### The task
Restate the data that follows exactly as it stands, beginning with the first line and ending with the line that contains "execute!(terminal.backend_mut(), LeaveAlternateScreen)".

### Records supplied
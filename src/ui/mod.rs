pub mod edit_view;

use anyhow::{Context, Result};
use crossterm::execute;
use crossterm::terminal::{
    disable_raw_mode, enable_raw_mode, EnterAlternateScreen, LeaveAlternateScreen,
};
use ratatui::backend::CrosstermBackend;
use ratatui::Terminal;
use std::io::{self, Stdout};

pub fn setup_terminal() -> Result<Terminal<CrosstermBackend<Stdout>>> {
    enable_raw_mode().context("failed to enable raw mode")?;
    let mut stdout = io::stdout();
    execute!(stdout, EnterAlternateScreen).context("failed to enter alternate screen")?;
    Terminal::new(CrosstermBackend::new(stdout)).context("failed to create terminal backend")
}

pub fn restore_terminal(terminal: &mut Terminal<CrosstermBackend<Stdout>>) -> Result<()> {
    disable_raw_mode().context("failed to disable raw mode")?;
    execute!(terminal.backend_mut(), LeaveAlternateScreen)
        .context("failed to leave alternate screen")?;
    terminal.show_cursor().context("failed to show cursor")?;
    Ok(())
}
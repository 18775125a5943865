use crate::data::persistence::Persistable;
use anyhow::Result;
use serde::{Deserialize, Serialize};
use std::path::PathBuf;

#[derive(Serialize, Deserialize, Clone, Debug, PartialEq)]
pub struct Venue {
    pub id: String,
    pub name: String,
    /// IANA timezone name, e.g. `Europe/London`.
    pub timezone: String,
}

impl Venue {
    pub fn new(id: &str, name: &str, timezone: &str) -> Self {
        Venue {
            id: id.to_string(),
            name: name.to_string(),
            timezone: timezone.to_string(),
        }
    }
}

#[derive(Serialize, Deserialize, Default, Debug)]
pub struct VenueData {
    pub venues: Vec<Venue>,
}

impl Persistable for VenueData {
    fn filename() -> &'static str {
        "venues.yaml"
    }
    fn is_json() -> bool {
        false
    }
}

impl VenueData {
    pub fn add(&mut self, venue: Venue) {
        self.venues.push(venue);
    }

    pub fn find(&self, id: &str) -> Option<&Venue> {
        self.venues.iter().find(|v| v.id == id)
    }
}

/// Where the editor gets its venue list from.
pub trait VenueSource {
    fn list_venues(&self) -> Result<Vec<Venue>>;
}

/// Reads `venues.yaml` from a data directory.
pub struct DirVenueSource {
    dir: PathBuf,
}

impl DirVenueSource {
    pub fn new(dir: PathBuf) -> Self {
        DirVenueSource { dir }
    }
}

impl VenueSource for DirVenueSource {
    fn list_venues(&self) -> Result<Vec<Venue>> {
        Ok(VenueData::load_from(&self.dir)?.venues)
    }
}

#[cfg(test)]
mod tests {
    use super::*;
    use std::fs;
    use tempfile::TempDir;

    #[test]
    fn test_find_venue_by_id() {
        let mut data = VenueData::default();
        data.add(Venue::new("kings", "King's College Chapel", "Europe/London"));
        data.add(Venue::new("trinity", "Trinity Wall Street", "America/New_York"));
        assert_eq!(data.find("trinity").unwrap().timezone, "America/New_York");
        assert!(data.find("nowhere").is_none());
    }

    #[test]
    fn test_dir_source_lists_saved_venues() {
        let tmp = TempDir::new().unwrap();
        let mut data = VenueData::default();
        data.add(Venue::new("kings", "King's College Chapel", "Europe/London"));
        data.save_to(tmp.path()).unwrap();

        let venues = DirVenueSource::new(tmp.path().to_path_buf())
            .list_venues()
            .unwrap();
        assert_eq!(venues.len(), 1);
        assert_eq!(venues[0].name, "King's College Chapel");
    }

    #[test]
    fn test_dir_source_missing_file_is_empty() {
        let tmp = TempDir::new().unwrap();
        let venues = DirVenueSource::new(tmp.path().to_path_buf())
            .list_venues()
            .unwrap();
        assert!(venues.is_empty());
    }

    #[test]
    fn test_dir_source_reports_corrupt_file() {
        let tmp = TempDir::new().unwrap();
        fs::write(tmp.path().join("venues.yaml"), "venues: [unterminated").unwrap();
        assert!(DirVenueSource::new(tmp.path().to_path_buf())
            .list_venues()
            .is_err());
    }
}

### Your response
filename src/ui/mod.rs
pub mod edit_view;

use anyhow::{Context, Result};
use crossterm::execute;
use crossterm::terminal::{
    disable_raw_mode, enable_raw_mode, EnterAlternateScreen, LeaveAlternateScreen,
};
use ratatui::backend::CrosstermBackend;
use ratatui::Terminal;
use std::io::{self, Stdout};

pub fn setup_terminal() -> Result<Terminal<CrosstermBackend<Stdout>>> {
    enable_raw_mode().context("failed to enable raw mode")?;
    let mut stdout = io::stdout();
    execute!(stdout, EnterAlternateScreen).context("failed to enter alternate screen")?;
    Terminal::new(CrosstermBackend::new(stdout)).context("failed to create terminal backend")
}

pub fn restore_terminal(terminal: &mut Terminal<CrosstermBackend<Stdout>>) -> Result<()> {
    disable_raw_mode().context("failed to disable raw mode")?;
    execute!(terminal.backend_mut(), LeaveAlternateScreen)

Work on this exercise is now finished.